▶ WORK ORDER: The reply must consist of one number: how many lines of the data include the word "GeometryMetrics".

▶ Data items:
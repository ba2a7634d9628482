use std::fmt;

use chrono::{DateTime, Utc};
use serde::{Deserialize, Serialize};
use sha2::{Digest, Sha256};

use crate::{
    error::Issue,
    geom::GeometryMetrics,
    simplify::CompressionResult,
    types::{GeoPoint, MeasurementUnits},
    validate::ValidationMetadata,
};

/// Boundary as produced by a drawing tool, before validation.
#[derive(Debug, Clone, Default, PartialEq, Serialize, Deserialize)]
#[serde(rename_all = "camelCase")]
pub struct RawBoundaryInput {
    pub coordinates: Vec<GeoPoint>,
    /// Area hint in square feet.
    #[serde(default, skip_serializing_if = "Option::is_none")]
    pub area: Option<f64>,
    /// Perimeter hint in feet.
    #[serde(default, skip_serializing_if = "Option::is_none")]
    pub perimeter: Option<f64>,
    #[serde(default, skip_serializing_if = "Option::is_none")]
    pub imagery: Option<ImageryInput>,
}

impl RawBoundaryInput {
    pub fn new(coordinates: Vec<GeoPoint>) -> Self {
        Self { coordinates, ..Default::default() }
    }

    pub fn with_imagery(mut self, imagery: ImageryInput) -> Self {
        self.imagery = Some(imagery);
        self
    }
}

/// Map imagery a boundary was traced on.
#[derive(Debug, Clone, Copy, Default, PartialEq, Eq, Hash, Serialize, Deserialize)]
#[serde(rename_all = "lowercase")]
pub enum ImageryType {
    Satellite,
    Hybrid,
    Aerial,
    Roadmap,
    #[default]
    #[serde(other)]
    Unknown,
}

impl ImageryType {
    pub fn as_str(self) -> &'static str {
        match self {
            ImageryType::Satellite => "satellite",
            ImageryType::Hybrid => "hybrid",
            ImageryType::Aerial => "aerial",
            ImageryType::Roadmap => "roadmap",
            ImageryType::Unknown => "unknown",
        }
    }

    /// Static description of the imagery type: source, quality, resolution, accuracy.
    fn defaults(self) -> [&'static str; 4] {
        match self {
            ImageryType::Satellite => ["Satellite imagery", "high", "0.5m", "±1m"],
            ImageryType::Hybrid => ["Satellite imagery with map labels", "high", "0.5m", "±1m"],
            ImageryType::Aerial => ["Aerial photography", "very high", "0.15m", "±0.5m"],
            ImageryType::Roadmap => ["Vector road map", "medium", "n/a", "±5m"],
            ImageryType::Unknown => ["unknown", "unknown", "unknown", "unknown"],
        }
    }
}

impl From<&str> for ImageryType {
    /// Case-insensitive; unrecognized names map to `Unknown`.
    fn from(name: &str) -> Self {
        match name.trim().to_ascii_lowercase().as_str() {
            "satellite" => ImageryType::Satellite,
            "hybrid" => ImageryType::Hybrid,
            "aerial" => ImageryType::Aerial,
            "roadmap" => ImageryType::Roadmap,
            _ => ImageryType::Unknown,
        }
    }
}

impl fmt::Display for ImageryType {
    fn fmt(&self, f: &mut fmt::Formatter<'_>) -> fmt::Result {
        f.write_str(self.as_str())
    }
}

/// Imagery fields supplied by the caller; absent fields take per-type defaults.
#[derive(Debug, Clone, Default, PartialEq, Serialize, Deserialize)]
#[serde(default, rename_all = "camelCase")]
pub struct ImageryInput {
    #[serde(rename = "type")]
    pub kind: Option<ImageryType>,
    pub source: Option<String>,
    pub date: Option<String>,
    pub quality: Option<String>,
    pub resolution: Option<String>,
    pub accuracy: Option<String>,
}

/// Where the imagery under a boundary came from. Informational only.
#[derive(Debug, Clone, PartialEq, Serialize, Deserialize)]
#[serde(rename_all = "camelCase")]
pub struct ImageryMetadata {
    #[serde(rename = "type")]
    pub kind: ImageryType,
    pub source: String,
    pub date: String,
    pub quality: String,
    pub resolution: String,
    pub accuracy: String,
}

impl ImageryMetadata {
    pub fn from_input(input: Option<&ImageryInput>) -> Self {
        let input = input.cloned().unwrap_or_default();
        let kind = input.kind.unwrap_or_default();
        let [source, quality, resolution, accuracy] = kind.defaults();

        Self {
            kind,
            source: input.source.unwrap_or_else(|| source.to_string()),
            date: input.date.unwrap_or_else(|| "unknown".to_string()),
            quality: input.quality.unwrap_or_else(|| quality.to_string()),
            resolution: input.resolution.unwrap_or_else(|| resolution.to_string()),
            accuracy: input.accuracy.unwrap_or_else(|| accuracy.to_string()),
        }
    }
}

impl Default for ImageryMetadata {
    fn default() -> Self { Self::from_input(None) }
}

/// Rendered preview of a boundary.
#[derive(Debug, Clone, PartialEq, Serialize, Deserialize)]
pub struct ThumbnailData {
    pub svg: String,
    pub width: u32,
    pub height: u32,
    pub format: String,
}

/// The measured boundary itself.
#[derive(Debug, Clone, PartialEq, Serialize, Deserialize)]
#[serde(rename_all = "camelCase")]
pub struct BoundaryData {
    pub coordinates: Vec<GeoPoint>,
    pub area: f64,
    pub perimeter: f64,
    #[serde(default)]
    pub units: MeasurementUnits,
}

/// Validation outcome as persisted with a record.
#[derive(Debug, Clone, PartialEq, Serialize, Deserialize)]
#[serde(rename_all = "camelCase")]
pub struct RecordValidation {
    pub is_valid: bool,
    pub errors: Vec<Issue>,
    pub warnings: Vec<Issue>,
    pub metadata: ValidationMetadata,
    pub quality_score: u8,
    #[serde(default, skip_serializing_if = "Option::is_none")]
    pub geometry: Option<GeometryMetrics>,
}

/// The unit of storage: one validated boundary and everything derived from it.
#[derive(Debug, Clone, PartialEq, Serialize, Deserialize)]
#[serde(rename_all = "camelCase")]
pub struct BoundaryRecord {
    pub boundary: BoundaryData,
    #[serde(default)]
    pub validation: Option<RecordValidation>,
    #[serde(default)]
    pub compression: Option<CompressionResult>,
    #[serde(default)]
    pub thumbnail: Option<ThumbnailData>,
    #[serde(default)]
    pub imagery: ImageryMetadata,
    #[serde(with = "timestamp")]
    pub timestamp: DateTime<Utc>,
    pub tool_type: String,
    #[serde(default)]
    pub fingerprint: String,
}

impl BoundaryRecord {
    #[inline] pub fn coordinates(&self) -> &[GeoPoint] { &self.boundary.coordinates }

    #[inline] pub fn quality_score(&self) -> Option<u8> { self.validation.as_ref().map(|v| v.quality_score) }

    /// RFC 3339 timestamp with millisecond precision.
    pub fn timestamp_string(&self) -> String {
        timestamp::format(&self.timestamp)
    }
}

/// Hex SHA-256 of a coordinate ring, independent of when it was stored.
pub fn fingerprint(points: &[GeoPoint]) -> String {
    let mut hasher = Sha256::new();
    for p in points {
        hasher.update(p.lat.to_le_bytes());
        hasher.update(p.lng.to_le_bytes());
    }
    hex::encode(hasher.finalize())
}

/// `DateTime<Utc>` as an RFC 3339 string with milliseconds and a `Z` suffix.
pub(crate) mod timestamp {
    use chrono::{DateTime, SecondsFormat, Utc};
    use serde::{de::Error, Deserialize, Deserializer, Serializer};

    pub fn format(t: &DateTime<Utc>) -> String {
        t.to_rfc3339_opts(SecondsFormat::Millis, true)
    }

    pub fn serialize<S: Serializer>(t: &DateTime<Utc>, serializer: S) -> Result<S::Ok, S::Error> {
        serializer.serialize_str(&format(t))
    }

    pub fn deserialize<'de, D: Deserializer<'de>>(deserializer: D) -> Result<DateTime<Utc>, D::Error> {
        let s = String::deserialize(deserializer)?;
        DateTime::parse_from_rfc3339(&s)
            .map(|t| t.with_timezone(&Utc))
            .map_err(D::Error::custom)
    }
}

/// Current time truncated to whole milliseconds, so it survives a round
/// trip through [`timestamp`] unchanged.
pub(crate) fn now_millis() -> DateTime<Utc> {
    let now = Utc::now();
    DateTime::from_timestamp_millis(now.timestamp_millis()).unwrap_or(now)
}

#[cfg(test)]
mod tests {
    use super::*;

    #[test]
    fn imagery_defaults_fill_missing_fields() {
        let input = ImageryInput {
            kind: Some(ImageryType::Aerial),
            date: Some("2024-05-01".into()),
            ..Default::default()
        };
        let meta = ImageryMetadata::from_input(Some(&input));
        assert_eq!(meta.kind, ImageryType::Aerial);
        assert_eq!(meta.date, "2024-05-01");
        assert_eq!(meta.quality, "very high");
        assert_eq!(meta.source, "Aerial photography");

        let unknown = ImageryMetadata::default();
        assert_eq!(unknown.kind, ImageryType::Unknown);
        assert_eq!(unknown.quality, "unknown");
    }

    #[test]
    fn unrecognized_imagery_type_is_unknown() {
        let input: ImageryInput = serde_json::from_str(r#"{"type": "terrain", "quality": "low"}"#).unwrap();
        assert_eq!(input.kind, Some(ImageryType::Unknown));
        assert_eq!(input.quality.as_deref(), Some("low"));
    }

    #[test]
    fn imagery_type_from_name() {
        assert_eq!(ImageryType::from(" Satellite "), ImageryType::Satellite);
        assert_eq!(ImageryType::from("terrain"), ImageryType::Unknown);
        assert_eq!(ImageryType::Hybrid.to_string(), "hybrid");
    }

    #[test]
    fn raw_input_accepts_drawing_tool_json() {
        let raw: RawBoundaryInput = serde_json::from_str(
            r#"{"coordinates": [{"lat": 39.1, "lng": -105.2}, {"latitude": "39.2", "longitude": -105.2}], "area": 1200.5}"#,
        ).unwrap();
        assert_eq!(raw.coordinates.len(), 2);
        assert_eq!(raw.coordinates[1], GeoPoint::new(39.2, -105.2));
        assert_eq!(raw.area, Some(1200.5));
        assert!(raw.imagery.is_none());
    }

    #[test]
    fn fingerprint_depends_only_on_coordinates() {
        let a = [GeoPoint::new(1.0, 2.0), GeoPoint::new(3.0, 4.0)];
        let b = [GeoPoint::new(3.0, 4.0), GeoPoint::new(1.0, 2.0)];
        assert_eq!(fingerprint(&a), fingerprint(&a));
        assert_ne!(fingerprint(&a), fingerprint(&b));
        assert_eq!(fingerprint(&a).len(), 64);
    }

    #[test]
    fn timestamp_has_millisecond_precision() {
        let t = DateTime::parse_from_rfc3339("2024-03-09T17:04:05.123456Z").unwrap().with_timezone(&Utc);
        assert_eq!(timestamp::format(&t), "2024-03-09T17:04:05.123Z");

        let now = now_millis();
        assert_eq!(now.timestamp_subsec_nanos() % 1_000_000, 0);
    }
}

▶ RESPONSE TO THIS TASK: 2